▶ _Work instruction_: Given the entries that follow, write out exactly the lines starting at the one containing "for (i, token)" and ending at the one containing "stack.truncate(pos);", both ends included, and only those.

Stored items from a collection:
══════════

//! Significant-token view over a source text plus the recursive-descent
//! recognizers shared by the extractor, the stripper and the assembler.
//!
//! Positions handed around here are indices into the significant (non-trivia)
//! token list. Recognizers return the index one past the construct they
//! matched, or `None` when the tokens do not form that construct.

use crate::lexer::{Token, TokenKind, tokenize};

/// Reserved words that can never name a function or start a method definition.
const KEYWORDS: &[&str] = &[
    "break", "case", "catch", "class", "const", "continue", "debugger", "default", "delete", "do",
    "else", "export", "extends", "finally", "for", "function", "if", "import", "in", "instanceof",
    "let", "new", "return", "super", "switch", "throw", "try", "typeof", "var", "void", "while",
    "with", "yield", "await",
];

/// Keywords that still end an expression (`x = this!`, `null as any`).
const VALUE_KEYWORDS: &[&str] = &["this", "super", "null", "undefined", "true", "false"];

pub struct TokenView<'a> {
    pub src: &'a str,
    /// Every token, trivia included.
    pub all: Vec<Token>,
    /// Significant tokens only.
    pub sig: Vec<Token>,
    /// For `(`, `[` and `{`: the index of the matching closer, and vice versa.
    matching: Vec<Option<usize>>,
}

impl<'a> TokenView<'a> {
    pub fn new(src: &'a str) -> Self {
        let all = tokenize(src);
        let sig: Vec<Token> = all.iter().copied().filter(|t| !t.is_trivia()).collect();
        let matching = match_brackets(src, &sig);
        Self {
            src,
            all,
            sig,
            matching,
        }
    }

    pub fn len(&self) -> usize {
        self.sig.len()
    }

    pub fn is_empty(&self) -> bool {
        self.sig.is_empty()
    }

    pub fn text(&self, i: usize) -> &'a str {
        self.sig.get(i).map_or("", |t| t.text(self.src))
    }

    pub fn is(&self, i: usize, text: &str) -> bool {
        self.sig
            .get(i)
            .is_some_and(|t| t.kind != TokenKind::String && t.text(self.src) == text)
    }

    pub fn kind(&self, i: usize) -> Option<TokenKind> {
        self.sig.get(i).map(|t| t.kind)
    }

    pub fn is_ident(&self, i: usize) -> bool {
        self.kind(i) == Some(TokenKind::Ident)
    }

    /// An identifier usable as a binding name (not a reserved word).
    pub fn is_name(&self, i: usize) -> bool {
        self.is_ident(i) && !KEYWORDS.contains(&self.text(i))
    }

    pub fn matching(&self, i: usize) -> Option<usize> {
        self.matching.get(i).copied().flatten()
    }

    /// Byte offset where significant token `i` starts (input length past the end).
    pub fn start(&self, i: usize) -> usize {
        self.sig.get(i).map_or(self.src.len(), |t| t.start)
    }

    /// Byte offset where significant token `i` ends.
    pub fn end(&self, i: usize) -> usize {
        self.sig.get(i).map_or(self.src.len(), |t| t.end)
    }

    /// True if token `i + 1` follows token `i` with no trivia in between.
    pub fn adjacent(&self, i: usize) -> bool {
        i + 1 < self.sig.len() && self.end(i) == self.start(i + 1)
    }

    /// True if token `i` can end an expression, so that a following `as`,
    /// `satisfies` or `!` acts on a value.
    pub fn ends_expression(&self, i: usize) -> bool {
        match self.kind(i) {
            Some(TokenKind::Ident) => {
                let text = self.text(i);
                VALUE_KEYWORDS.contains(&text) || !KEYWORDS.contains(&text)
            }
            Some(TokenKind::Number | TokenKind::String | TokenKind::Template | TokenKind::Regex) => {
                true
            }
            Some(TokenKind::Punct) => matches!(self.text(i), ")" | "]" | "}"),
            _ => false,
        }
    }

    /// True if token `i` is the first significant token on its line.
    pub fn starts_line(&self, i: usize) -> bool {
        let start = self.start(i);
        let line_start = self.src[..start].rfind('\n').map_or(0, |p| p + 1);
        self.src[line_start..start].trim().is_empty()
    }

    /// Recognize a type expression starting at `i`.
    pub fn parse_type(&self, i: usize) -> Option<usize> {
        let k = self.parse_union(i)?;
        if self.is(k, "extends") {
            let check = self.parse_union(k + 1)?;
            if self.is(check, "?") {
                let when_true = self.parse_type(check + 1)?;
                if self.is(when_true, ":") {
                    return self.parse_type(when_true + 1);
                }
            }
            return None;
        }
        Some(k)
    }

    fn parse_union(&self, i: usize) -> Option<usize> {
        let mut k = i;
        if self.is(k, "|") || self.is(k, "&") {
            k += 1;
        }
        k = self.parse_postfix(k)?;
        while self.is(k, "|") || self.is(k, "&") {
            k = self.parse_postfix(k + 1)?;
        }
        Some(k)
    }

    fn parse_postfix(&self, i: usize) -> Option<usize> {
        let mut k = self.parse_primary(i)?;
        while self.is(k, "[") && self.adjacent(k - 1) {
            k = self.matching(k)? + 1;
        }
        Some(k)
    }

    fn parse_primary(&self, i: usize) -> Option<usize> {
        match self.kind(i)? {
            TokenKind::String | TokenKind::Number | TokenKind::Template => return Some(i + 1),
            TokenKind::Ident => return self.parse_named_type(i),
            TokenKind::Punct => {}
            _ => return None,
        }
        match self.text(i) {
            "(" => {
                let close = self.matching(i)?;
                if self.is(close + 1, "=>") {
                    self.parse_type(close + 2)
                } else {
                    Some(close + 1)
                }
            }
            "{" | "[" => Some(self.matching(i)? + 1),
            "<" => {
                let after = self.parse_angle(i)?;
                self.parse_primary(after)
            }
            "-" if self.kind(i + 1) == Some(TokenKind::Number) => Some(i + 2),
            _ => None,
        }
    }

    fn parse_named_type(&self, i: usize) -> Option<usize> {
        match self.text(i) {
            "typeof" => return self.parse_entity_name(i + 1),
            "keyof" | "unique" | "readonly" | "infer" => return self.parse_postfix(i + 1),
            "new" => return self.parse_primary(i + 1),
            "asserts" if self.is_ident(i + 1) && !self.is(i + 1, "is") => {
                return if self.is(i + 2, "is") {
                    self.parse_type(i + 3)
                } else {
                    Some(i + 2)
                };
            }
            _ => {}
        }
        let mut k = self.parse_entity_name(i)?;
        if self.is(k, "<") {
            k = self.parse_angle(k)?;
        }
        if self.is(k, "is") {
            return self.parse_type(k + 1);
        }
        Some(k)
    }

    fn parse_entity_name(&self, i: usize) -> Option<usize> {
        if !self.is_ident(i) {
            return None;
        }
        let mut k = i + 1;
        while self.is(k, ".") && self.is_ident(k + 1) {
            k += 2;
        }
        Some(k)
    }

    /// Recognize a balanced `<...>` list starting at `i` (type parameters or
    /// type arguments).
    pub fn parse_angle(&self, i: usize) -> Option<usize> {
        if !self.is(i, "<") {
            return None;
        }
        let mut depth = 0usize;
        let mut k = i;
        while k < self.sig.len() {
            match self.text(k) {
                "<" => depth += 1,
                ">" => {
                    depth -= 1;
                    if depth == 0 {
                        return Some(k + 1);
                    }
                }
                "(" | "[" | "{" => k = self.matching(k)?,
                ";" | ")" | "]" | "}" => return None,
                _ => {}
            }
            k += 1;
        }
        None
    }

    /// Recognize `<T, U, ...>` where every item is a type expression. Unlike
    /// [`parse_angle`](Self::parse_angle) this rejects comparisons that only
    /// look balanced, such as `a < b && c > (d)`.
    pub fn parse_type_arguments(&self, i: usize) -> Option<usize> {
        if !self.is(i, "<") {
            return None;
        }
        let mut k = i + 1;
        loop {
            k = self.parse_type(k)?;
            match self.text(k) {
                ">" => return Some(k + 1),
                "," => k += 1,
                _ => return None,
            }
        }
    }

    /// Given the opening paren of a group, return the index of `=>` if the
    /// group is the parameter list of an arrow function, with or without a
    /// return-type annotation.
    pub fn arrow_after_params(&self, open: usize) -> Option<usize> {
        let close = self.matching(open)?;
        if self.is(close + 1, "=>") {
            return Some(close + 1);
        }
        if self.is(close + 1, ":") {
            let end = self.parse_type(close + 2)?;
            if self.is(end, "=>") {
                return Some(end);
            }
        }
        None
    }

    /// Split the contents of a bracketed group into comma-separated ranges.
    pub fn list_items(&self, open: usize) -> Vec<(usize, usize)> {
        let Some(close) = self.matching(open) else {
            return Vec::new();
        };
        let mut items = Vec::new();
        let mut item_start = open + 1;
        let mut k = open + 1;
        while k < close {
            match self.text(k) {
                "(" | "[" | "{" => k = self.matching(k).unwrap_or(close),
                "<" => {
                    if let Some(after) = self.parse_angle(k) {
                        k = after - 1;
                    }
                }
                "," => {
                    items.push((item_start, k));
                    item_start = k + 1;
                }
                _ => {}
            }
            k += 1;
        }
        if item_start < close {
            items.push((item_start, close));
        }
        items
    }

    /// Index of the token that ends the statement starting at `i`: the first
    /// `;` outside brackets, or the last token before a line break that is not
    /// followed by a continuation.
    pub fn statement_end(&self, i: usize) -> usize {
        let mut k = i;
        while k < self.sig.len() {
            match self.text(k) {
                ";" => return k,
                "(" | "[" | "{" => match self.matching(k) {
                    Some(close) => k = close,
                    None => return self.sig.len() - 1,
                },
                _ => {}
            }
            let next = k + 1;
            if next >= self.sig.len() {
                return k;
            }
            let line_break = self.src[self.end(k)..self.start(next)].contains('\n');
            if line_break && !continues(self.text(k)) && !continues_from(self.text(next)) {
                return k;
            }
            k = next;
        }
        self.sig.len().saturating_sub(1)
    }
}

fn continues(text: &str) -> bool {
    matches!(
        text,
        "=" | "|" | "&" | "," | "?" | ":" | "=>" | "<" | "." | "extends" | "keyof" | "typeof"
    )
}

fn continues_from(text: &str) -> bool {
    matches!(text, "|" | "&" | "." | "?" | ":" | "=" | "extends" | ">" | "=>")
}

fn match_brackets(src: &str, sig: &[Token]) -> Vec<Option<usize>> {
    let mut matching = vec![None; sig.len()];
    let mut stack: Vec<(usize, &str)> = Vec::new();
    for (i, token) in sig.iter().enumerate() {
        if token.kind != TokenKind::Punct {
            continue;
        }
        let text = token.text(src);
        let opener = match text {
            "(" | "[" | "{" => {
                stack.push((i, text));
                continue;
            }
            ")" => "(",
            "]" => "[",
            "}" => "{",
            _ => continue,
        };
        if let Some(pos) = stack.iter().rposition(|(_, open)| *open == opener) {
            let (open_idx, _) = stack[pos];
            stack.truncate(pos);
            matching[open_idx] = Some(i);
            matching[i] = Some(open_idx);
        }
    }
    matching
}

══════════

▶ _Solution for this task_:
    for (i, token) in sig.iter().enumerate() {
        if token.kind != TokenKind::Punct {
            continue;
        }
        let text = token.text(src);
        let opener = match text {
            "(" | "[" | "{" => {
                stack.push((i, text));
                continue;
            }
            ")" => "(",
            "]" => "[",
            "}" => "{",
            _ => continue,
        };
        if let Some(pos) = stack.iter().rposition(|(_, open)| *open == opener) {
            let (open_idx, _) = stack[pos];
            stack.truncate(pos);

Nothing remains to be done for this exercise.